When you look at the dubstep scene you realize quickly that it’s a fairly young genre. Not in terms of its own existence as a named thing, but as a measure of the age of many of its prominent musicians. They’re of the generation that doesn’t know a world before the Nintendo Entertainment System and a lot of the music reflects that. There’s Rusko dubstepping the Bionic Commando theme (and it’s pretty badass) and Joker cutting up the Metal Gear Solid 3 theme and the countless others bringing in Gameboys, and videogame samples and aesthetics. If you had a giant Venn Diagram of dubstep and 8-bit chiptunes, you’d see a large overlap between the two.

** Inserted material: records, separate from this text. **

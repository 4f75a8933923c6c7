use std::env;
use tracing::warn;

#[derive(Debug, Clone, Copy, PartialEq, Eq)]
pub enum StorageBackend {
    Memory,
    Supabase,
}

#[derive(Debug, Clone)]
pub struct AppConfig {
    pub supabase_url: String,
    pub supabase_anon_key: String,
    pub supabase_service_role_key: Option<String>,
    pub supabase_jwt_secret: String,
    pub redis_url: Option<String>,
    pub bind_address: String,
    pub storage_backend: StorageBackend,
    /// Fixed offset of the clinic's local time, e.g. `+08:00`.
    pub clinic_utc_offset: String,
    pub realtime_channel_capacity: usize,
    pub realtime_heartbeat_seconds: u64,
    pub notification_webhook_url: Option<String>,
}

impl AppConfig {
    pub fn from_env() -> Self {
        let supabase_url = env::var("SUPABASE_URL")
            .unwrap_or_else(|_| {
                warn!("SUPABASE_URL not set, using empty value");
                String::new()
            });

        let storage_backend = match env::var("STORAGE_BACKEND").ok().as_deref() {
            Some("supabase") => StorageBackend::Supabase,
            Some("memory") => StorageBackend::Memory,
            Some(other) => {
                warn!("Unknown STORAGE_BACKEND '{}', falling back to auto-detection", other);
                Self::default_backend(&supabase_url)
            }
            None => Self::default_backend(&supabase_url),
        };

        let config = Self {
            supabase_url,
            supabase_anon_key: env::var("SUPABASE_ANON_PUBLIC_KEY")
                .unwrap_or_else(|_| {
                    warn!("SUPABASE_ANON_PUBLIC_KEY not set, using empty value");
                    String::new()
                }),
            supabase_service_role_key: env::var("SUPABASE_SERVICE_ROLE_KEY").ok(),
            supabase_jwt_secret: env::var("SUPABASE_JWT_SECRET")
                .unwrap_or_else(|_| {
                    warn!("SUPABASE_JWT_SECRET not set, using empty value");
                    String::new()
                }),
            redis_url: env::var("REDIS_URL").ok(),
            bind_address: env::var("BIND_ADDRESS")
                .unwrap_or_else(|_| "0.0.0.0:3000".to_string()),
            storage_backend,
            clinic_utc_offset: env::var("CLINIC_UTC_OFFSET")
                .unwrap_or_else(|_| {
                    warn!("CLINIC_UTC_OFFSET not set, using default");
                    "+08:00".to_string()
                }),
            realtime_channel_capacity: parse_or("REALTIME_CHANNEL_CAPACITY", 256),
            realtime_heartbeat_seconds: parse_or("REALTIME_HEARTBEAT_SECONDS", 30),
            notification_webhook_url: env::var("NOTIFICATION_WEBHOOK_URL").ok(),
        };

        if !config.is_configured() {
            warn!("Application not fully configured - missing environment variables");
        }

        config
    }

    fn default_backend(supabase_url: &str) -> StorageBackend {
        if supabase_url.is_empty() {
            StorageBackend::Memory
        } else {
            StorageBackend::Supabase
        }
    }

    pub fn is_configured(&self) -> bool {
        !self.supabase_url.is_empty()
            && !self.supabase_anon_key.is_empty()
            && !self.supabase_jwt_secret.is_empty()
    }

    pub fn is_realtime_relay_configured(&self) -> bool {
        self.redis_url.as_deref().is_some_and(|url| !url.is_empty())
    }
}

fn parse_or<T: std::str::FromStr>(key: &str, default: T) -> T {
    match env::var(key) {
        Ok(raw) => raw.parse().unwrap_or_else(|_| {
            warn!("{} has an invalid value '{}', using default", key, raw);
            default
        }),
        Err(_) => default,
    }
}

impl Default for AppConfig {
    fn default() -> Self {
        Self {
            supabase_url: String::new(),
            supabase_anon_key: String::new(),
            supabase_service_role_key: None,
            supabase_jwt_secret: String::new(),
            redis_url: None,
            bind_address: "0.0.0.0:3000".to_string(),
            storage_backend: StorageBackend::Memory,
            clinic_utc_offset: "+08:00".to_string(),
            realtime_channel_capacity: 256,
            realtime_heartbeat_seconds: 30,
            notification_webhook_url: None,
        }
    }
}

Why dubstep is particularly prone to this, more than other electronic styles, I don’t know. Maybe it has to do with its relatively lo-fi, home studio feel of the genre? Burial’s claims that he produced his first album entirely within Soundforge come to mind. There’s a hidden, untold history there, but it’d be best told by someone that knows the genre, and its players, better than I do. In the meantime, I’ll continue enjoying it until it’s pillaged and destroyed for all its worth. And if you do enjoy videogame-like music, but are afraid of the stigma that “pure” chiptunes can bring, you can’t go wrong with Hyperdub’s compilation.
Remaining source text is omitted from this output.